Kurier FREIZEIT – wienmitte (Molden)
Ich pflegte Heurige lang abzulehnen. Als Kind hatte
ich mein Fenster auf die Maschekseite eines Heurigen
hin, nachts musste ich mit dem Gegröle holländischer
Busladungen und Wiener Großkopferter einschlafen
(und bisweilen davon erwachen). In jenem Heurigen,
ironischerweise in einer der letzten Wohnstätten
Beethovens untergebracht, spielte auch Musik. Ein
Herren-Duo mit öligen Stimmen, die ein ebenso öliges
Angebot beinhalteten: einzugehen auf eine von den
Musikern behauptete und von den Busladungen
erwartete Gemeinsamkeit, die es natürlich nie gab.
Diese erlogene Gemeinsamkeit kostete mich meinen
Bubenschlaf. Wohl darum mied ich Heurige jahrzehntelang.
Und Walther Soyka, absoluter Herrscher im
Reich der Wiener Knöpferlharmonika, brauchte lang,
um mich zu einem Besuch jenes Heurigen zu verführen,
in dem er zweiwöchentlich mit dem Zithervirtuosen
Karl Stirner auftritt. Aber oh: Schon dieser
Heurige unterschied sich von meinen sinistren Erinnerungen.

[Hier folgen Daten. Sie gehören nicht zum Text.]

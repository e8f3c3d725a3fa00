//! Error types for query compilation and evaluation.

use thiserror::Error;
use xmerge_xml::NodeId;

/// Errors that can occur while compiling or evaluating a query.
#[derive(Debug, Clone, PartialEq, Error)]
pub enum QueryError {
    /// The expression is not valid XPath 1.0.
    #[error("Invalid XPath '{expression}': {message}")]
    Syntax { expression: String, message: String },

    /// A name test uses a prefix with no binding.
    #[error("Unbound namespace prefix '{prefix}'")]
    UnboundPrefix { prefix: String },

    /// Evaluation failed, e.g. an unknown function or a wrong argument count.
    #[error("Failed to evaluate XPath '{expression}': {message}")]
    Evaluation { expression: String, message: String },

    /// The context node is not reachable from the document node.
    #[error("Context node #{} is not part of the document", .node.index())]
    DetachedContext { node: NodeId },

    /// A value of the wrong type, e.g. a number where nodes were expected.
    #[error("Type error: {message}")]
    Type { message: String },
}

/// Result type for query operations.
pub type QueryResult<T> = Result<T, QueryError>;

Ein Heuriger als schlichter Teil eines
Wiener Alltags, so wie, sagen wir, ein Greissler, ein
Spital, eine Vorstadtkirche. Keine Insignien, keine
Buschen, keine komischen Wagenräder. Bloß da die
Schank, dort der Tisch. Da der Aschenbecher, dort
das Viertel. Und dann der Soyka und der Stirner, mit
ebenso knochentrockener wie wunderschöner Musik,
mit Liedern, die Sachen sagen wie:
Mei Vota hod gsogt,
i soi d’ Menscha lossn / Und er kauft ma a Haus auf da
Linzerstrossn / Oba i pfeif auf sei Haus und i sch . . .
eam auf sei Göd / I geh liaba zu d’ Menscha Holaruiulo.
Rundherum eine sich allmählich vergrößernde Runde,
bestehend aus Musikern, die nur zum Hören da sind,
aus Gästen, die scheu näherücken, und aus der Frau
des Wirten, Agnes Palmisano, einer der wenigen jungen
Dudlerinnen in Wien. Dudeln ist bekanntlich das
Wiener Jodeln, der Unterschied, so Soyka, liege nur
in der Lautstärke. „Ein Jodeln von Tisch zu Tisch.“
Hier also wohnt der Folk aus Wien. Es wird spät. Der
Winter ist jetzt tot. Frau Palmisanos Kopfstimme klingt
wie der Sommerwind in den Bäumen am Hameau.
Was wollt ich noch sagen? Genau: Heurige sind super.